Re: Minimum requirements for a custom libc

Segher Boessenkool <segher@xxxxxxxxxxxxxxxxxxx> · Mon, 2 Jun 2025 16:28:58 -0500

On Mon, Jun 02, 2025 at 05:16:42PM +0100, Richard Earnshaw (lists) via Gcc-help wrote:
> On 02/06/2025 15:49, Jonathan Wakely wrote:
> > On Mon, 2 Jun 2025 at 14:24, Richard Earnshaw (lists) wrote:
> >> $ /work/rearnsha/scratch/gnu/gcc/aarch64/master/gcc/xgcc -B /work/rearnsha/scratch/gnu/gcc/aarch64/master/gcc/ -I ~/gnusrc/newlib/master/newlib/libc/include/ -O2 -march=armv8-a+mops -o - -S /tmp/mem.c
> >>         .arch armv8-a+mops
> >> f:
> >>         cpyfp   [x0]!, [x1]!, x2!
> >>         cpyfm   [x0]!, [x1]!, x2!
> >>         cpyfe   [x0]!, [x1]!, x2!
> >>         ret
> > 
> > Ah, thanks for the correction!
> > 
> > For x86_64 both gcc and clang emit a call to memcpy:
> > 
> > https://godbolt.org/z/hGvbM4df8
> 
> AArch64 would do as well if you don't have the MOPS extension.  As I said, the limit, if any, is an target implementation choice; it's generally driven by the amount of code bloat that picking the best strategy would require.

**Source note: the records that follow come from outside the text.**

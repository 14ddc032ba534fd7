//! godag Common Library
#![deny(clippy::unwrap_used, clippy::expect_used)]
//!
//! Shared plumbing for the godag workspace members.
//!
//! - **Logging**: `tracing` subscriber setup driven by [`logging::LogConfig`]
//!
//! # Example
//!
//! ```no_run
//! use godag_common::logging::{init_logging, LogConfig, LogLevel};
//!
//! fn main() -> anyhow::Result<()> {
//!     let config = LogConfig::builder().level(LogLevel::Debug).build().apply_env()?;
//!     init_logging(&config)?;
//!     Ok(())
//! }
//! ```

pub mod logging;

pub use logging::{init_logging, LogConfig, LogFormat, LogLevel, LogOutput};
//! GO identifier -> display name table.

use crate::dag::TermSource;
use crate::error::{GoError, Result};
use serde::Serialize;
use std::collections::BTreeMap;
use tracing::info;

#[derive(Debug, Clone, Default, PartialEq, Eq, Serialize)]
#[serde(transparent)]
pub struct NameLookup {
    names: BTreeMap<String, String>,
    #[serde(skip)]
    iterated: usize,
    #[serde(skip)]
    doublons: usize,
}

impl NameLookup {
    pub fn get(&self, go_id: &str) -> Option<&str> {
        self.names.get(go_id).map(String::as_str)
    }

    pub fn len(&self) -> usize {
        self.names.len()
    }

    pub fn is_empty(&self) -> bool {
        self.names.is_empty()
    }

    /// Term entries visited while building
    pub fn iterated(&self) -> usize {
        self.iterated
    }

    /// Inserts that hit an identifier already present
    pub fn doublons(&self) -> usize {
        self.doublons
    }

    pub fn as_map(&self) -> &BTreeMap<String, String> {
        &self.names
    }

    /// Check `iterated - doublons == len`
    pub fn verify(&self) -> Result<()> {
        if self.iterated.checked_sub(self.doublons) == Some(self.names.len()) {
            Ok(())
        } else {
            Err(GoError::validation(format!(
                "name lookup is inconsistent: {} entries iterated, {} doublons, {} names",
                self.iterated,
                self.doublons,
                self.names.len()
            )))
        }
    }
}

/// Map every term identifier to its name; a later record overwrites an earlier one.
pub fn build_name_lookup<S>(source: &S) -> NameLookup
where
    S: TermSource + ?Sized,
{
    let mut lookup = NameLookup::default();

    for (_, term) in source.entries() {
        lookup.iterated += 1;
        if lookup
            .names
            .insert(term.go_id.clone(), term.name.clone())
            .is_some()
        {
            lookup.doublons += 1;
        }
    }

    info!(
        names = lookup.names.len(),
        iterated = lookup.iterated,
        doublons = lookup.doublons,
        "Built id -> name lookup"
    );

    lookup
}

#[cfg(test)]
mod tests {
    use super::*;
    use crate::dag::fixture::Terms;
    use crate::models::GoTerm;

    #[test]
    fn test_later_record_wins_and_counts_a_doublon() {
        let terms = Terms::new()
            .keyed("k1", GoTerm::new("G1", "alpha"))
            .keyed("k2", GoTerm::new("G1", "beta"));

        let lookup = build_name_lookup(&terms);
        assert_eq!(lookup.len(), 1);
        assert_eq!(lookup.get("G1"), Some("beta"));
        assert_eq!(lookup.doublons(), 1);
        assert!(lookup.verify().is_ok());
    }

    #[test]
    fn test_identical_name_still_counts_as_doublon() {
        let term = GoTerm::new("GO:0000006", "zinc transporter activity");
        let terms = Terms::new()
            .term(term.clone())
            .keyed("GO:0000007", term);

        let lookup = build_name_lookup(&terms);
        assert_eq!(lookup.doublons(), 1);
        assert_eq!(lookup.iterated(), 2);
        assert!(lookup.verify().is_ok());
    }

    #[test]
    fn test_empty_source() {
        let lookup = build_name_lookup(&Terms::new());
        assert!(lookup.is_empty());
        assert_eq!((lookup.iterated(), lookup.doublons()), (0, 0));
        assert!(lookup.verify().is_ok());
    }

    #[test]
    fn test_distinct_ids() {
        let terms = Terms::new()
            .term(GoTerm::new("GO:0008150", "biological_process"))
            .term(GoTerm::new("GO:0003674", "molecular_function"))
            .term(GoTerm::new("GO:0005575", "cellular_component"));

        let lookup = build_name_lookup(&terms);
        assert_eq!(lookup.len(), 3);
        assert_eq!(lookup.doublons(), 0);
        assert_eq!(lookup.get("GO:0003674"), Some("molecular_function"));
        assert_eq!(
            serde_json::to_value(&lookup).unwrap(),
            serde_json::json!({
                "GO:0003674": "molecular_function",
                "GO:0005575": "cellular_component",
                "GO:0008150": "biological_process",
            })
        );
    }

    #[test]
    fn test_verify_rejects_inconsistent_counts() {
        let lookup = NameLookup {
            names: BTreeMap::new(),
            iterated: 2,
            doublons: 0,
        };
        assert!(matches!(lookup.verify(), Err(GoError::Validation(_))));
    }
}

Same on Power.  On most architectures it is possible to do faster memcpy
routines if you can spend as much code as you want on it, but like on
Arm with MOPS you just need some small insns, and on e.g. more embedded
targets you cannot go faster than loops that do a word per cycle in any
way, and you can write pretty good code for that (you can then implement
the libc memcpy() as just a __builtin_memcpy(), great fun!)

Segher